William S. Burroughs conceptualized language as a virus (in his novel «The Ticket That Exploded», 1962), but language and its sonic qualities can also lead to a liberation, even a spiritual enlightenment. Finnish, Copenhagen-based vocalist-composer Johanna Elina Sulkunen, known from the vocal group IKI, wanted to found a way that would liberate her own vocals from the jazz vocalist’s comfort zone by focusing on its basic qualities of her voice and her language – the poetics of a the material of letters, syllables, and words.
Sulkunen’s sonic journey touches on life’s big questions. She imagines this journey to Kōan, the paradoxical-absurdist riddle without a solution, used in Zen Buddhism to demonstrate the inadequacy of logical reasoning and provokes enlightenment. On her Sonority project Sulkunen used her vocal fragmented sounds with field recordings from Japanese Buddhist temples, taken on her visit to Japan in 2016. Later she manipulated these sounds and field recordings with electronics.
The combined outcome suggest a unique multilayered symbiosis and a highly personal language. A new language, but language that is reconstructed and re-contextualizes its vocabulary and syntax anew, embodying the electronics in the human body while the voice becomes electric. Language and vocals as tools towards liberation. Language that becomes an infinite source of sound-based composition and improvisation.

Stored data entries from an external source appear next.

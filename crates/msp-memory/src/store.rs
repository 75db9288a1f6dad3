use async_trait::async_trait;
use msp_core::{ProviderError, ProviderResult, UserRecord, UserStore};
use std::collections::HashMap;
use tokio::sync::RwLock;
use tracing::debug;

/// User store backed by a map
#[derive(Debug, Default)]
pub struct MemoryUserStore {
    users: RwLock<HashMap<String, UserRecord>>,
}

impl MemoryUserStore {
    /// Create an empty store
    #[must_use]
    pub fn new() -> Self {
        Self::default()
    }

    /// Number of stored users
    pub async fn len(&self) -> usize {
        self.users.read().await.len()
    }

    /// Returns true if no user is stored
    pub async fn is_empty(&self) -> bool {
        self.users.read().await.is_empty()
    }
}

#[async_trait]
impl UserStore for MemoryUserStore {
    async fn load(&self, id: &str) -> ProviderResult<UserRecord> {
        self.users
            .read()
            .await
            .get(id)
            .cloned()
            .ok_or(ProviderError::UserNotFound)
    }

    async fn store(&self, record: UserRecord) -> ProviderResult<()> {
        debug!(user = %record.id, "storing user record");
        self.users.write().await.insert(record.id.clone(), record);
        Ok(())
    }

    async fn delete(&self, id: &str) -> ProviderResult<()> {
        self.users.write().await.remove(id);
        Ok(())
    }
}

#[cfg(test)]
mod tests {
    use super::*;
    use tokio_test::{assert_err, assert_ok};

    fn record(id: &str) -> UserRecord {
        UserRecord {
            id: id.to_string(),
            msp_id: "Org1MSP".into(),
            enrollment_certificate: b"cert".to_vec(),
            ski: vec![7; 4],
        }
    }

    #[tokio::test]
    async fn test_store_and_load() {
        let store = MemoryUserStore::new();
        assert_ok!(store.store(record("alice")).await);

        let loaded = assert_ok!(store.load("alice").await);
        assert_eq!(loaded, record("alice"));
        assert_eq!(store.len().await, 1);
    }

    #[tokio::test]
    async fn test_missing_user_is_sentinel() {
        let store = MemoryUserStore::new();
        let err = assert_err!(store.load("bob").await);
        assert_eq!(err, ProviderError::UserNotFound);
    }

    #[tokio::test]
    async fn test_store_replaces() {
        let store = MemoryUserStore::new();
        store.store(record("alice")).await.unwrap();
        let mut updated = record("alice");
        updated.enrollment_certificate = b"renewed".to_vec();
        store.store(updated.clone()).await.unwrap();

        assert_eq!(store.load("alice").await.unwrap(), updated);
        assert_eq!(store.len().await, 1);
    }

    #[tokio::test]
    async fn test_delete_is_idempotent() {
        let store = MemoryUserStore::new();
        store.store(record("alice")).await.unwrap();
        assert_ok!(store.delete("alice").await);
        assert_ok!(store.delete("alice").await);
        assert!(store.is_empty().await);
    }
}
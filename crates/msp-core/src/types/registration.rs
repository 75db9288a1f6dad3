use serde::{Deserialize, Serialize};

/// Attribute attached to a registered identity
#[derive(Debug, Clone, PartialEq, Eq, Serialize, Deserialize)]
pub struct Attribute {
    /// Attribute name
    pub name: String,

    /// Whether the attribute is embedded in the enrollment certificate by default
    #[serde(default)]
    pub key: bool,

    /// Attribute value
    pub value: String,
}

impl Attribute {
    /// Create an attribute that is not part of the enrollment key material
    #[must_use]
    pub fn new(name: impl Into<String>, value: impl Into<String>) -> Self {
        Self {
            name: name.into(),
            key: false,
            value: value.into(),
        }
    }

    /// Mark the attribute as part of the enrollment key material
    #[must_use]
    pub const fn with_key(mut self, key: bool) -> Self {
        self.key = key;
        self
    }
}

/// Request to register a new identity with the CA
#[derive(Debug, Clone, Default, PartialEq, Eq, Serialize, Deserialize)]
pub struct RegistrationRequest {
    /// Unique name of the identity
    pub name: String,

    /// Identity type (e.g. "client", "peer")
    #[serde(default, rename = "type")]
    pub kind: String,

    /// Number of times the secret can be used to enroll; 0 uses the CA default, -1 is unlimited
    #[serde(default)]
    pub max_enrollments: i32,

    /// Affiliation path (e.g. "org1.department1")
    #[serde(default)]
    pub affiliation: String,

    /// Attributes to associate with the identity, in order
    #[serde(default)]
    pub attributes: Vec<Attribute>,

    /// Target CA name; empty selects the server's default CA
    #[serde(default)]
    pub ca_name: String,

    /// Enrollment secret; the CA generates one when empty
    #[serde(default)]
    pub secret: String,
}

impl RegistrationRequest {
    /// Create a request for the given identity name and type
    #[must_use]
    pub fn new(name: impl Into<String>, kind: impl Into<String>) -> Self {
        Self {
            name: name.into(),
            kind: kind.into(),
            ..Self::default()
        }
    }

    /// Set the maximum enrollment count
    #[must_use]
    pub const fn max_enrollments(mut self, max: i32) -> Self {
        self.max_enrollments = max;
        self
    }

    /// Set the affiliation
    #[must_use]
    pub fn affiliation(mut self, affiliation: impl Into<String>) -> Self {
        self.affiliation = affiliation.into();
        self
    }

    /// Append an attribute
    #[must_use]
    pub fn attribute(mut self, attribute: Attribute) -> Self {
        self.attributes.push(attribute);
        self
    }

    /// Set the target CA name
    #[must_use]
    pub fn ca_name(mut self, ca_name: impl Into<String>) -> Self {
        self.ca_name = ca_name.into();
        self
    }

    /// Set the enrollment secret
    #[must_use]
    pub fn secret(mut self, secret: impl Into<String>) -> Self {
        self.secret = secret.into();
        self
    }
}

#[cfg(test)]
mod tests {
    use super::*;

    #[test]
    fn test_builder_keeps_attribute_order() {
        let request = RegistrationRequest::new("alice", "client")
            .max_enrollments(1)
            .attribute(Attribute::new("hf.Revoker", "true"))
            .attribute(Attribute::new("role", "auditor").with_key(true));

        assert_eq!(request.kind, "client");
        assert_eq!(request.max_enrollments, 1);
        assert_eq!(request.attributes[0].name, "hf.Revoker");
        assert_eq!(request.attributes[1].name, "role");
        assert!(request.attributes[1].key);
    }

    #[test]
    fn test_deserialize_minimal() {
        let request: RegistrationRequest =
            serde_json::from_str(r#"{"name": "bob", "type": "peer"}"#).unwrap();
        assert_eq!(request.name, "bob");
        assert_eq!(request.kind, "peer");
        assert!(request.attributes.is_empty());
        assert!(request.secret.is_empty());
    }
}
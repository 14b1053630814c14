//! # Frame Sequence Module
//!
//! Questo modulo rappresenta l'animazione sorgente come sequenza immutabile di frame RGBA.
//!
//! ## Responsabilità:
//! - Decodifica di un GIF animato tramite il decoder del crate `image`
//! - Composizione dei frame sul canvas completo (gestita dal decoder)
//! - Conservazione di delay per frame, metadati di loop e dimensione sorgente
//!
//! L'optimizer prende in prestito la sequenza in sola lettura e non la modifica mai:
//! ogni tentativo produce un nuovo candidato a partire dagli stessi frame.

use crate::error::OptimizeError;
use image::codecs::gif::GifDecoder;
use image::{AnimationDecoder, RgbaImage};
use std::io::Cursor;
use std::path::Path;
use tracing::debug;

/// Loop behaviour of the animation
#[derive(Debug, Clone, Copy, PartialEq, Eq)]
pub enum Repeat {
    Infinite,
    Finite(u16),
}

impl Default for Repeat {
    fn default() -> Self {
        Self::Infinite
    }
}

/// One composited raster frame
#[derive(Debug, Clone)]
pub struct Frame {
    pub image: RgbaImage,
    /// Display time in milliseconds
    pub delay_ms: u32,
}

impl Frame {
    pub fn new(image: RgbaImage, delay_ms: u32) -> Self {
        Self { image, delay_ms }
    }

    pub fn width(&self) -> u32 {
        self.image.width()
    }

    pub fn height(&self) -> u32 {
        self.image.height()
    }
}

/// Ordered, immutable animation frames plus display metadata
#[derive(Debug, Clone)]
pub struct FrameSequence {
    frames: Vec<Frame>,
    repeat: Repeat,
    source_size: u64,
}

impl FrameSequence {
    /// Build a sequence from already decoded frames
    pub fn new(frames: Vec<Frame>, repeat: Repeat, source_size: u64) -> Self {
        Self {
            frames,
            repeat,
            source_size,
        }
    }

    /// Decode an animated GIF from memory
    pub fn from_gif_bytes(bytes: &[u8]) -> Result<Self, OptimizeError> {
        let decoder = GifDecoder::new(Cursor::new(bytes))?;
        let frames = decoder
            .into_frames()
            .map(|frame| {
                frame.map(|frame| {
                    let (numer, denom) = frame.delay().numer_denom_ms();
                    let delay_ms = if denom == 0 { 0 } else { numer / denom };
                    Frame::new(frame.into_buffer(), delay_ms)
                })
            })
            .collect::<Result<Vec<_>, _>>()?;

        debug!("Decoded {} frames ({} bytes)", frames.len(), bytes.len());

        // The decoder does not expose the NETSCAPE loop count; GIFs meant for
        // sharing loop forever in practice.
        Ok(Self::new(frames, Repeat::Infinite, bytes.len() as u64))
    }

    /// Decode an animated GIF from disk
    pub async fn from_gif_file(path: &Path) -> Result<Self, OptimizeError> {
        let bytes = tokio::fs::read(path).await?;
        Self::from_gif_bytes(&bytes)
    }

    pub fn frames(&self) -> &[Frame] {
        &self.frames
    }

    pub fn len(&self) -> usize {
        self.frames.len()
    }

    pub fn is_empty(&self) -> bool {
        self.frames.is_empty()
    }

    pub fn repeat(&self) -> Repeat {
        self.repeat
    }

    /// Byte length of the container the frames were decoded from
    pub fn source_size(&self) -> u64 {
        self.source_size
    }

    /// Canvas size, taken from the first frame
    pub fn dimensions(&self) -> Option<(u32, u32)> {
        self.frames.first().map(|f| (f.width(), f.height()))
    }
}
impl<E: FrameEncoder> TargetSizeOptimizer<E> {
    pub fn new(encoder: E, settings: SearchSettings) -> Self {
        Self {
            encoder,
            settings,
            stop_receiver: None,
        }
    }

    /// Creates an optimizer that stops between attempts once a signal arrives
    pub fn new_with_cancellation(
        encoder: E,
        settings: SearchSettings,
        stop_receiver: broadcast::Receiver<()>,
    ) -> Self {
        Self {
            encoder,
            settings,
            stop_receiver: Some(stop_receiver),
        }
    }

    fn should_stop(&mut self) -> bool {
        if let Some(ref mut receiver) = self.stop_receiver {
            match receiver.try_recv() {
                Ok(_) => {
                    debug!("Stop signal received, cancelling search");
                    return true;
                }
                Err(broadcast::error::TryRecvError::Empty) => return false,
                Err(broadcast::error::TryRecvError::Lagged(_)) => {
                    debug!("Stop signal was lagged, cancelling search");
                    return true;
                }
                Err(broadcast::error::TryRecvError::Closed) => return false,
            }
        }
        false
    }

    /// Search for the best encoding of `frames` that fits in `target_bytes`.
    ///
    /// # Errors
    /// - `InvalidTarget` / `EmptyInput` before any attempt
    /// - `EncodeFailure` as soon as the encoder fails
    /// - `Cancelled` when a stop signal is seen between attempts before anything fit
    /// - `TargetUnreachable` when no attempt ever fit
    pub fn run(
        &mut self,
        frames: &FrameSequence,
        target_bytes: u64,
        progress: &dyn ProgressSink,
    ) -> Result<SearchOutcome, OptimizeError> {
        if target_bytes == 0 {
            return Err(OptimizeError::InvalidTarget("target must be greater than 0 bytes".into()));
        }
        if frames.is_empty() {
            return Err(OptimizeError::EmptyInput);
        }

        let start_size = frames.source_size();
        let accept_floor = target_bytes as f64 * self.settings.accept_ratio;
        let mut state = SearchState::new(&self.settings);
        let mut best: Option<BestUnderTarget> = None;
        let mut closest_over: Option<u64> = None;
        // Blob of the previous attempt, kept only while relaxing left the parameters unchanged
        let mut unchanged: Option<(EncodeParams, EncodedBlob)> = None;

        while state.attempt < self.settings.max_attempts {
            if self.should_stop() {
                warn!("Search cancelled after {} attempts", state.attempt);
                return match best {
                    Some(best) => Ok(SearchOutcome::from_best(best, state.attempt, Termination::Cancelled)),
                    None => Err(OptimizeError::Cancelled { attempts: state.attempt }),
                };
            }

            let attempt_index = state.begin_attempt();
            let params = state.params();
            let blob = match unchanged.take() {
                Some((previous, blob)) if previous == params => {
                    debug!("Attempt {} reuses the previous encode (parameters at their cap)", attempt_index);
                    blob
                }
                _ => self
                    .encoder
                    .encode(frames, &params)
                    .map_err(|e| OptimizeError::encode_failure(attempt_index, e))?,
            };

            let attempt = Attempt {
                params,
                encoded_size: blob.len(),
                attempt_index,
            };
            let size_now = attempt.encoded_size;
            progress.report(ProgressEvent::attempt(
                &attempt,
                size_progress_percent(start_size, size_now, target_bytes),
            ));

            if size_now <= target_bytes {
                if (size_now as f64) >= accept_floor {
                    info!(
                        "Accepted attempt {}: {} bytes (colors {}, scale {:.3})",
                        attempt_index, size_now, params.palette_size, params.scale
                    );
                    return Ok(SearchOutcome {
                        blob,
                        size: size_now,
                        params,
                        winning_attempt: attempt_index,
                        attempts: attempt_index,
                        termination: Termination::Accepted,
                    });
                }

                state.relax();
                if state.params() == params {
                    unchanged = Some((params, blob.clone()));
                }

                if best.as_ref().map_or(true, |b| size_now > b.size) {
                    best = Some(BestUnderTarget {
                        blob,
                        size: size_now,
                        params,
                        attempt_index,
                    });
                }

                debug!(
                    "Attempt {} fits with headroom ({} <= {}), raising quality to colors {} scale {:.3}",
                    attempt_index, size_now, target_bytes, state.colors, state.resize_factor
                );
                continue;
            }

            closest_over = Some(closest_over.map_or(size_now, |c| c.min(size_now)));

            if let Some(best) = best {
                info!(
                    "Attempt {} overshot ({} bytes), rolling back to attempt {} ({} bytes)",
                    attempt_index, size_now, best.attempt_index, best.size
                );
                return Ok(SearchOutcome::from_best(best, attempt_index, Termination::RolledBack));
            }

            let ratio = size_now as f64 / target_bytes as f64;
            state.tighten(ratio);
            debug!(
                "Attempt {} too large (ratio {:.2}), cutting to colors {} scale {:.3}",
                attempt_index, ratio, state.colors, state.resize_factor
            );

            if state.is_exhausted() {
                debug!("Parameters exhausted after {} attempts", attempt_index);
                break;
            }
        }

        match best {
            Some(best) => {
                info!("Using best result under target ({} bytes)", best.size);
                Ok(SearchOutcome::from_best(best, state.attempt, Termination::BestEffort))
            }
            None => {
                warn!("No attempt fit within {} bytes", target_bytes);
                Err(OptimizeError::TargetUnreachable { closest_size: closest_over })
            }
        }
    }
}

Sulkunen’s Sonority references at times the fractured syllables lingo of Norwegian Sidsel Endresen, the ascetic minimalism of Pauline Oliveros and Morton Feldman and the detailed electronics soundscapes of Ikue Mori. But repeated listenings reveal more and more nuances and colors in Sulkunen bold journey. Her new found language and manipulated voice are used as a provocative Kōan. Forcing the listener to adopt a fresh, a deep listening-meditative approach, sometimes even dream state of mind to language and voices. To accept its transient suchness and not to attach to any of it. To experience fully, now and with big ears, its myriad, colorful aspects before it flows into nothingness.